Raiders CEO Amy Trask declined to comment about the possibility of sharing a stadium with the 49ers Friday, other than to say, "We enjoy our relationship with the 49er organization and wish it the best with its stadium endeavors."
Lang said a shared stadium with the Raiders is not the 49ers' current objective.
"However, if it makes sense to share the stadium with another professional sports team and a workable option emerges, it is something we would be willing to discuss," she said.

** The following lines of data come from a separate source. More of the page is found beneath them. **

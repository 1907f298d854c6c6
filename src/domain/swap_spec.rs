//! Exact-input swap request.

use super::{Account, Amount, Timestamp, TokenAddress};

/// A request to sell exactly `amount_in` of `path[0]` for `path[1]`.
///
/// The path is always a two-element pair; routing across pools is not
/// modelled.
#[derive(Debug, Clone, Copy, PartialEq, Eq, Hash)]
pub struct SwapExactIn {
    /// Exact amount of the input asset to sell.
    pub amount_in: Amount,
    /// Least amount of the output asset the caller accepts.
    pub amount_out_min: Amount,
    /// `[input asset, output asset]`.
    pub path: [TokenAddress; 2],
    /// Receiver of the output asset.
    pub recipient: Account,
    /// Last instant at which the request may execute.
    pub deadline: Timestamp,
}

impl SwapExactIn {
    /// Returns the asset being sold.
    #[must_use]
    pub const fn token_in(&self) -> TokenAddress {
        self.path[0]
    }

    /// Returns the asset being bought.
    #[must_use]
    pub const fn token_out(&self) -> TokenAddress {
        self.path[1]
    }
}
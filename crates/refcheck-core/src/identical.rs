use std::fmt::Debug;
use std::ops::Deref;

use crate::check;
use crate::set::{ConstraintEntry, ConstraintSet, Function};

/// A [`ConstraintSet`] whose every candidate must return exactly what the
/// reference returns.
///
/// Equality is `V: PartialEq`, so structured outputs compare field by field
/// (deep equality as the type defines it), never by identity.
/// `assert_constraints` and `call` come from the inner set through `Deref`.
#[derive(Debug)]
pub struct IdenticalFunctionSet<'f, A: ?Sized, V> {
    inner: ConstraintSet<'f, A, V>,
}

impl<'f, A, V> IdenticalFunctionSet<'f, A, V>
where
    A: ?Sized + 'f,
    V: PartialEq + Debug + 'f,
{
    #[must_use]
    pub fn new(reference: impl Fn(&A) -> V + 'f, candidates: Vec<Function<'f, A, V>>) -> Self {
        let entries = candidates
            .into_iter()
            .map(|candidate| ConstraintEntry::new(candidate, check::equal()))
            .collect();
        Self {
            inner: ConstraintSet::new(reference, entries),
        }
    }

    /// Like [`new`](Self::new), labelling each candidate for failure reports.
    #[must_use]
    pub fn from_named<N: Into<String>>(
        reference: impl Fn(&A) -> V + 'f,
        candidates: Vec<(N, Function<'f, A, V>)>,
    ) -> Self {
        let entries = candidates
            .into_iter()
            .map(|(name, candidate)| {
                ConstraintEntry::new(candidate, check::equal()).named(name)
            })
            .collect();
        Self {
            inner: ConstraintSet::new(reference, entries),
        }
    }
}

impl<'f, A: ?Sized, V> Deref for IdenticalFunctionSet<'f, A, V> {
    type Target = ConstraintSet<'f, A, V>;

    fn deref(&self) -> &Self::Target {
        &self.inner
    }
}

By sharing a new stadium, the Giants and Jets were able to extract $300 million from the NFL's stadium finance program, and will move into their new stadium in the New Jersey Meadowlands in 2010. But with the league's stadium fund exhausted, a replacement finance program would have to be completed in conjunction with a new collective bargaining deal with the NFL players union — a process rife with uncertainty, especially given the death last year of longtime union president Gene Upshaw.
Also looming is a stalemate between the 49ers and Cedar Fair Entertainment, the Ohio amusement park company that owns Great America. Over the past six months, "there's been no progress in that area," Lang said.
A Cedar Fair spokeswoman, Stacy Frole, said the company is still willing to sell its interest in Great America to the 49ers, clearing a path to build the stadium on Great America's main parking lot, but she agreed there has been no significant progress.
"It's the same situation," she said.
Mahan said the jobs that would be created by construction make the case for a stadium stronger. But the mayor said that the recession's impact on Santa Clara may force the City Council to slow its evaluation of the proposal, even if that means the project is delayed.
"I can't help but think,'' Mahan said, "that there's going to have to be a delay."